Other formats

    TEI XML file   ePub eBook file  

Connect

    mail icontwitter iconBlogspot iconrss icon

The New Zealand Railways Magazine, Volume 9, Issue 4 (July 2, 1934.)

Famous New Zealanders — No. 16 William Pember Reeves — Writer and Lawmaker

page 17

Famous New Zealanders
No. 16 William Pember Reeves
Writer and Lawmaker
.

William Pember Reeves.

William Pember Reeves.

Mr. W. P. Reeves, who died in London in 1932 at the age of seventy-five years, was the first native-born New Zealander to rise to eminence in the fields of literature and statesmanship. He was a pioneer in advanced industrial legislation, and was the first Minister of Labour in the New Zealand Cabinet. He has been described as the foremost writer this country has produced; his reputation rests chiefly on his book “The Long White Cloud.” Nearly half of his life was spent in England, many years of it as High Commissioner for New Zealand.

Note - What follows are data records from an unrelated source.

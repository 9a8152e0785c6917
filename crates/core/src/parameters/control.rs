//! Rate-loop, attitude-hold, and elevon mixing parameters
//!
//! Covers the NORMAL-mode rate loop and the shared attitude-hold inner
//! loop:
//!
//! - `RATE_RLL_DPS` / `RATE_PIT_DPS` - full-deflection axis rates
//! - `ATT_RLL_*` / `ATT_PIT_*` - inner-loop PID gains and filter
//! - `MIX_GAIN`, `MIX_RLL_BIAS`, `MIX_PIT_BIAS` - elevon mixing weights
//! - `MIX_RLL_REV`, `MIX_PIT_REV` - per-axis servo direction reversal

use super::error::ParameterError;
use super::storage::{load_bool, load_float, ParamFlags, ParamValue, ParameterStore};
use crate::mixing::{ElevonConfig, RateConfig};
use crate::pid::PidConfig;

const DEFAULT_ROLL_RATE_DPS: f32 = 60.0;
const DEFAULT_PITCH_RATE_DPS: f32 = 30.0;

const DEFAULT_ATT_KP: f32 = 1.0;
const DEFAULT_ATT_KI: f32 = 0.2;
const DEFAULT_ATT_KD: f32 = 0.05;
const DEFAULT_ATT_TAU: f32 = 0.05;

const DEFAULT_MIX_GAIN: f32 = 1.0;
const DEFAULT_MIX_BIAS: f32 = 1.0;

const MIN_RATE_DPS: f32 = 5.0;
const MAX_RATE_DPS: f32 = 360.0;
const MIN_GAIN: f32 = 0.0;
const MAX_GAIN: f32 = 10.0;
const MIN_TAU: f32 = 0.001;
const MAX_TAU: f32 = 1.0;

/// Inner-loop deflection command limit (degrees). The mixer input range
/// is -90..90 by construction, so this is not a parameter.
const ATT_OUTPUT_LIMIT_DEG: f64 = 90.0;

/// Nominal control loop period (seconds, 50 Hz superloop).
pub const CONTROL_LOOP_DT: f64 = 0.02;

/// Attitude-hold inner loop gains for one axis pair.
#[derive(Debug, Clone, Copy)]
pub struct AttitudeParams {
    pub roll_kp: f32,
    pub roll_ki: f32,
    pub roll_kd: f32,
    pub roll_tau: f32,
    pub pitch_kp: f32,
    pub pitch_ki: f32,
    pub pitch_kd: f32,
    pub pitch_tau: f32,
}

impl Default for AttitudeParams {
    fn default() -> Self {
        Self {
            roll_kp: DEFAULT_ATT_KP,
            roll_ki: DEFAULT_ATT_KI,
            roll_kd: DEFAULT_ATT_KD,
            roll_tau: DEFAULT_ATT_TAU,
            pitch_kp: DEFAULT_ATT_KP,
            pitch_ki: DEFAULT_ATT_KI,
            pitch_kd: DEFAULT_ATT_KD,
            pitch_tau: DEFAULT_ATT_TAU,
        }
    }
}

impl AttitudeParams {
    fn axis_config(kp: f32, ki: f32, kd: f32, tau: f32) -> PidConfig {
        PidConfig {
            kp: f64::from(kp),
            ki: f64::from(ki),
            kd: f64::from(kd),
            tau: f64::from(tau),
            lim_min: -ATT_OUTPUT_LIMIT_DEG,
            lim_max: ATT_OUTPUT_LIMIT_DEG,
            nominal_dt: CONTROL_LOOP_DT,
            ..PidConfig::default()
        }
    }

    /// Roll-axis PID tuning for the inner loop.
    pub fn to_roll_pid(&self) -> PidConfig {
        Self::axis_config(self.roll_kp, self.roll_ki, self.roll_kd, self.roll_tau)
    }

    /// Pitch-axis PID tuning for the inner loop.
    pub fn to_pitch_pid(&self) -> PidConfig {
        Self::axis_config(self.pitch_kp, self.pitch_ki, self.pitch_kd, self.pitch_tau)
    }
}

/// Rate and mixing parameters loaded from the store.
#[derive(Debug, Clone, Copy)]
pub struct ControlParams {
    pub roll_rate_dps: f32,
    pub pitch_rate_dps: f32,
    pub attitude: AttitudeParams,
    pub mix_gain: f32,
    pub mix_roll_bias: f32,
    pub mix_pitch_bias: f32,
    pub mix_roll_reversed: bool,
    pub mix_pitch_reversed: bool,
}

impl Default for ControlParams {
    fn default() -> Self {
        Self {
            roll_rate_dps: DEFAULT_ROLL_RATE_DPS,
            pitch_rate_dps: DEFAULT_PITCH_RATE_DPS,
            attitude: AttitudeParams::default(),
            mix_gain: DEFAULT_MIX_GAIN,
            mix_roll_bias: DEFAULT_MIX_BIAS,
            mix_pitch_bias: DEFAULT_MIX_BIAS,
            mix_roll_reversed: false,
            mix_pitch_reversed: false,
        }
    }
}

impl ControlParams {
    /// Register control parameters with default values.
    pub fn register_defaults(store: &mut ParameterStore) -> Result<(), ParameterError> {
        store.register(
            "RATE_RLL_DPS",
            ParamValue::Float(DEFAULT_ROLL_RATE_DPS),
            ParamFlags::empty(),
        )?;
        store.register(
            "RATE_PIT_DPS",
            ParamValue::Float(DEFAULT_PITCH_RATE_DPS),
            ParamFlags::empty(),
        )?;
        for name in ["ATT_RLL_KP", "ATT_PIT_KP"] {
            store.register(name, ParamValue::Float(DEFAULT_ATT_KP), ParamFlags::empty())?;
        }
        for name in ["ATT_RLL_KI", "ATT_PIT_KI"] {
            store.register(name, ParamValue::Float(DEFAULT_ATT_KI), ParamFlags::empty())?;
        }
        for name in ["ATT_RLL_KD", "ATT_PIT_KD"] {
            store.register(name, ParamValue::Float(DEFAULT_ATT_KD), ParamFlags::empty())?;
        }
        for name in ["ATT_RLL_TAU", "ATT_PIT_TAU"] {
            store.register(name, ParamValue::Float(DEFAULT_ATT_TAU), ParamFlags::empty())?;
        }
        store.register(
            "MIX_GAIN",
            ParamValue::Float(DEFAULT_MIX_GAIN),
            ParamFlags::empty(),
        )?;
        store.register(
            "MIX_RLL_BIAS",
            ParamValue::Float(DEFAULT_MIX_BIAS),
            ParamFlags::empty(),
        )?;
        store.register(
            "MIX_PIT_BIAS",
            ParamValue::Float(DEFAULT_MIX_BIAS),
            ParamFlags::empty(),
        )?;
        store.register("MIX_RLL_REV", ParamValue::Bool(false), ParamFlags::empty())?;
        store.register("MIX_PIT_REV", ParamValue::Bool(false), ParamFlags::empty())?;
        Ok(())
    }

    /// Load control parameters from the store with clamping.
    pub fn from_store(store: &ParameterStore) -> Self {
        Self {
            roll_rate_dps: load_float(
                store,
                "RATE_RLL_DPS",
                DEFAULT_ROLL_RATE_DPS,
                MIN_RATE_DPS,
                MAX_RATE_DPS,
            ),
            pitch_rate_dps: load_float(
                store,
                "RATE_PIT_DPS",
                DEFAULT_PITCH_RATE_DPS,
                MIN_RATE_DPS,
                MAX_RATE_DPS,
            ),
            attitude: AttitudeParams {
                roll_kp: load_float(store, "ATT_RLL_KP", DEFAULT_ATT_KP, MIN_GAIN, MAX_GAIN),
                roll_ki: load_float(store, "ATT_RLL_KI", DEFAULT_ATT_KI, MIN_GAIN, MAX_GAIN),
                roll_kd: load_float(store, "ATT_RLL_KD", DEFAULT_ATT_KD, MIN_GAIN, MAX_GAIN),
                roll_tau: load_float(store, "ATT_RLL_TAU", DEFAULT_ATT_TAU, MIN_TAU, MAX_TAU),
                pitch_kp: load_float(store, "ATT_PIT_KP", DEFAULT_ATT_KP, MIN_GAIN, MAX_GAIN),
                pitch_ki: load_float(store, "ATT_PIT_KI", DEFAULT_ATT_KI, MIN_GAIN, MAX_GAIN),
                pitch_kd: load_float(store, "ATT_PIT_KD", DEFAULT_ATT_KD, MIN_GAIN, MAX_GAIN),
                pitch_tau: load_float(store, "ATT_PIT_TAU", DEFAULT_ATT_TAU, MIN_TAU, MAX_TAU),
            },
            mix_gain: load_float(store, "MIX_GAIN", DEFAULT_MIX_GAIN, MIN_GAIN, MAX_GAIN),
            mix_roll_bias: load_float(store, "MIX_RLL_BIAS", DEFAULT_MIX_BIAS, 0.0, 1.0),
            mix_pitch_bias: load_float(store, "MIX_PIT_BIAS", DEFAULT_MIX_BIAS, 0.0, 1.0),
            mix_roll_reversed: load_bool(store, "MIX_RLL_REV", false),
            mix_pitch_reversed: load_bool(store, "MIX_PIT_REV", false),
        }
    }

    /// Per-axis rate configuration for the rate mixer.
    pub fn to_rate_config(&self) -> RateConfig {
        RateConfig {
            roll_max_dps: self.roll_rate_dps,
            pitch_max_dps: self.pitch_rate_dps,
        }
    }

    /// Elevon mixing configuration.
    pub fn to_elevon_config(&self) -> ElevonConfig {
        ElevonConfig {
            gain: self.mix_gain,
            roll_bias: self.mix_roll_bias,
            pitch_bias: self.mix_pitch_bias,
            roll_sign: if self.mix_roll_reversed { -1.0 } else { 1.0 },
            pitch_sign: if self.mix_pitch_reversed { -1.0 } else { 1.0 },
        }
    }

    /// Validate loaded parameters.
    pub fn is_valid(&self) -> bool {
        self.roll_rate_dps >= MIN_RATE_DPS
            && self.roll_rate_dps <= MAX_RATE_DPS
            && self.pitch_rate_dps >= MIN_RATE_DPS
            && self.pitch_rate_dps <= MAX_RATE_DPS
            && self.mix_gain > 0.0
            && self.attitude.roll_tau > 0.0
            && self.attitude.pitch_tau > 0.0
    }
}

#[cfg(test)]
mod tests {
    use super::*;

    #[test]
    fn test_defaults_are_valid() {
        let params = ControlParams::default();
        assert!(params.is_valid());
        assert_eq!(params.roll_rate_dps, 60.0);
        assert_eq!(params.pitch_rate_dps, 30.0);
    }

    #[test]
    fn test_from_store_reads_defaults() {
        let mut store = ParameterStore::new();
        ControlParams::register_defaults(&mut store).unwrap();

        let params = ControlParams::from_store(&store);
        assert_eq!(params.roll_rate_dps, DEFAULT_ROLL_RATE_DPS);
        assert_eq!(params.attitude.roll_kp, DEFAULT_ATT_KP);
        assert!(!params.mix_roll_reversed);
    }

    #[test]
    fn test_from_store_custom_values_clamped() {
        let mut store = ParameterStore::new();
        ControlParams::register_defaults(&mut store).unwrap();

        store.set("RATE_RLL_DPS", ParamValue::Float(1000.0)).unwrap();
        store.set("MIX_RLL_REV", ParamValue::Bool(true)).unwrap();

        let params = ControlParams::from_store(&store);
        assert_eq!(params.roll_rate_dps, MAX_RATE_DPS);
        assert!(params.mix_roll_reversed);
        assert_eq!(params.to_elevon_config().roll_sign, -1.0);
    }

    #[test]
    fn test_attitude_pid_configs() {
        let params = ControlParams::default();
        let roll = params.attitude.to_roll_pid();

        assert_eq!(roll.kp, f64::from(DEFAULT_ATT_KP));
        assert_eq!(roll.lim_max, 90.0);
        assert_eq!(roll.lim_min, -90.0);
        assert!(roll.is_valid());
        assert!(params.attitude.to_pitch_pid().is_valid());
    }
}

To be born clever, though poor; that is a good thing. To be born clever and with the proverbial silver spoon in mouth; that is better. For the spoon, or what it symbolises, permits to natural ability the educational advantages and varnish of the schools. If a young man is not only clever but possesses what, in the vernacular, is called 'the gift of gab'; if he possesses a tongue not only voluble but quick to answer back, and waspish in the answering, added to a disposition with more aloes than honey in it, who shall say where, nowadays, that young man is going to stop?”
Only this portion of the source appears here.